Landis shocked the cycling world in late May when he sent a series of e-mails to sponsors and sports officials accusing Armstrong of teaching teammates how to beat a system designed to detect dopers. Landis also claimed that Armstrong once paid the former head of the International Cycling Union (UCI) to sweep a failed drug test under the rug.

Former UCI president Hein Verbruggen, a Dutch lawyer, told The Associated Press on Tuesday that the organization's general counsel warned Landis the accusations could make him the target of a defamation suit by Armstrong.
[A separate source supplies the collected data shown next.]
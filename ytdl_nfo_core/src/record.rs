use std::borrow::Cow;

use chrono::DateTime;
use serde::Deserialize;
use serde::Serialize;
use serde_json::Map;
use serde_json::Value;

/// Field derived from `epoch` when a record has no upload date.
pub const UPLOAD_DATE_FIELD: &str = "upload_date";
/// Unix timestamp field written by yt-dlp at download time.
pub const EPOCH_FIELD: &str = "epoch";

/// A flat metadata record, usually the contents of a `.info.json` file.
///
/// Values keep their JSON types so that placeholders render them the way the
/// downloader's own tooling would: strings verbatim, lists as list literals
/// (`['a', 'b']`) which table keys parse back into items.
#[derive(Debug, Clone, Default, PartialEq, Serialize, Deserialize)]
#[serde(transparent)]
pub struct RawRecord(Map<String, Value>);

impl RawRecord {
	pub fn new(fields: Map<String, Value>) -> Self {
		Self(fields)
	}

	/// Returns the value for `name`. `null` counts as absent.
	pub fn get(&self, name: &str) -> Option<&Value> {
		self.0.get(name).filter(|value| !value.is_null())
	}

	/// Returns the value for `name` when it is a string.
	pub fn get_str(&self, name: &str) -> Option<&str> {
		self.get(name).and_then(Value::as_str)
	}

	pub fn insert(&mut self, name: impl Into<String>, value: impl Into<Value>) {
		self.0.insert(name.into(), value.into());
	}

	pub fn fields(&self) -> &Map<String, Value> {
		&self.0
	}

	pub fn into_fields(self) -> Map<String, Value> {
		self.0
	}

	/// Returns the record with `upload_date` filled in from `epoch`.
	///
	/// The record is borrowed unchanged when it already has an upload date or
	/// has no usable `epoch`, which makes repeated calls no-ops.
	pub fn with_upload_date(&self) -> Cow<'_, RawRecord> {
		if self.get(UPLOAD_DATE_FIELD).is_some() {
			return Cow::Borrowed(self);
		}

		let Some(upload_date) = self.get(EPOCH_FIELD).and_then(upload_date_from_epoch) else {
			tracing::debug!("record has neither `upload_date` nor a usable `epoch`");
			return Cow::Borrowed(self);
		};

		tracing::debug!(%upload_date, "derived `upload_date` from `epoch`");
		let mut record = self.clone();
		record.insert(UPLOAD_DATE_FIELD, upload_date);
		Cow::Owned(record)
	}
}

impl From<Map<String, Value>> for RawRecord {
	fn from(fields: Map<String, Value>) -> Self {
		Self(fields)
	}
}

impl FromIterator<(String, Value)> for RawRecord {
	fn from_iter<T: IntoIterator<Item = (String, Value)>>(iter: T) -> Self {
		Self(iter.into_iter().collect())
	}
}

/// UTC calendar date of a Unix timestamp as `%Y%m%d`.
fn upload_date_from_epoch(epoch: &Value) -> Option<String> {
	let seconds = match epoch {
		Value::Number(number) => number.as_f64()?,
		Value::String(text) => text.trim().parse::<f64>().ok()?,
		_ => return None,
	};

	if !seconds.is_finite() {
		return None;
	}

	let date = DateTime::from_timestamp(seconds.floor() as i64, 0)?;
	Some(date.format("%Y%m%d").to_string())
}

/// Render a value the way Python's `str()` would.
pub fn display_value(value: &Value) -> String {
	match value {
		Value::String(text) => text.clone(),
		other => repr_value(other),
	}
}

/// Render a value the way Python's `repr()` would.
pub fn repr_value(value: &Value) -> String {
	match value {
		Value::Null => "None".to_string(),
		Value::Bool(true) => "True".to_string(),
		Value::Bool(false) => "False".to_string(),
		Value::Number(number) => {
			if let Some(integer) = number.as_i64() {
				integer.to_string()
			} else if let Some(integer) = number.as_u64() {
				integer.to_string()
			} else {
				float_repr(number.as_f64().unwrap_or(f64::NAN))
			}
		}
		Value::String(text) => quote_string(text),
		Value::Array(items) => {
			let items: Vec<String> = items.iter().map(repr_value).collect();
			format!("[{}]", items.join(", "))
		}
		Value::Object(fields) => {
			let fields: Vec<String> = fields
				.iter()
				.map(|(key, value)| format!("{}: {}", quote_string(key), repr_value(value)))
				.collect();
			format!("{{{}}}", fields.join(", "))
		}
	}
}

/// Shortest round-trip float rendering with Python's exponent rules.
pub fn float_repr(value: f64) -> String {
	if value.is_nan() {
		return "nan".to_string();
	}

	if value.is_infinite() {
		return if value > 0.0 { "inf" } else { "-inf" }.to_string();
	}

	let magnitude = value.abs();
	if magnitude != 0.0 && !(1e-4..1e16).contains(&magnitude) {
		let rendered = format!("{value:e}");
		let (mantissa, exponent) = rendered.split_once('e').unwrap_or((&rendered, "0"));
		let exponent: i32 = exponent.parse().unwrap_or(0);
		let sign = if exponent < 0 { '-' } else { '+' };
		return format!("{mantissa}e{sign}{:02}", exponent.abs());
	}

	if value.fract() == 0.0 {
		format!("{value:.1}")
	} else {
		format!("{value}")
	}
}

/// Quote a string like Python's `repr()`: single quotes unless the text
/// contains a single quote and no double quote.
pub fn quote_string(text: &str) -> String {
	let quote = if text.contains('\'') && !text.contains('"') {
		'"'
	} else {
		'\''
	};

	let mut quoted = String::with_capacity(text.len() + 2);
	quoted.push(quote);
	for ch in text.chars() {
		match ch {
			'\\' => quoted.push_str("\\\\"),
			'\n' => quoted.push_str("\\n"),
			'\r' => quoted.push_str("\\r"),
			'\t' => quoted.push_str("\\t"),
			c if c == quote => {
				quoted.push('\\');
				quoted.push(c);
			}
			c if c.is_control() => quoted.push_str(&format!("\\x{:02x}", c as u32)),
			c => quoted.push(c),
		}
	}
	quoted.push(quote);
	quoted
}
Armstrong has vigorously denied Landis's allegations, and his lawyers have released a statement accusing Landis of trying to blackmail their client, attaching to it a series of e-mails sent to Armstrong by Landis in the month before he went public with his accusations.

Landis, who was stripped of his 2006 Tour de France title for doping, subsequently fought a fierce battle to try and clear his name, even writing a book called Positively False. But in June 2008, the international Court of Arbitration for Sport denied Landis's bid to reclaim the 2006 Tour title.

At the time, Gibson, Dunn & Crutcher's Maurice Suh represented Landis. We reached out to Gibson Dunn after Landis made his latest accusations three weeks ago and were told by the firm that it no longer considers him a client.

Instead, in the event Landis faces a criminal case or defamation suit by Armstrong and others related to his claims of widespread use of performance-enhancing drugs in professional cycling, he now has a Wilson Sonsini Goodrich & Rosati team to represent him.

Corporate partner Mark Handfelt in Seattle told the Daily News that Landis is "our client," adding that the Wilson Sonsini lawyers "that represented Greg LeMond in his dispute with Trek" are now representing Landis.

The Am Law Daily reported last October on the dispute between LeMond, himself a former three-time Tour de France winner, and Armstrong over a signature line of bicycles. The litigation, which was playing out in a federal court in Minneapolis, quietly settled out of court in February. (Apparently the cyclists still don't like each other: LeMond publicly backed Landis when the latter made his allegations against Armstrong.)

Wilson Sonsini's Handfelt was out of the office on vacation on Tuesday and unavailable for immediate comment. Another partner involved in the LeMond case, litigation partner James DiBoise in San Francisco, didn't return a phone call requesting comment.

A call to one of Armstrong's longtime lawyers, Tim Herman, of counsel with Austin-based HowryBreen, was not returned by the time of this post. Herman advised Armstrong and his ex-wife, Kristin, whom LeMond's attorneys subpoenaed in the Minneapolis litigation.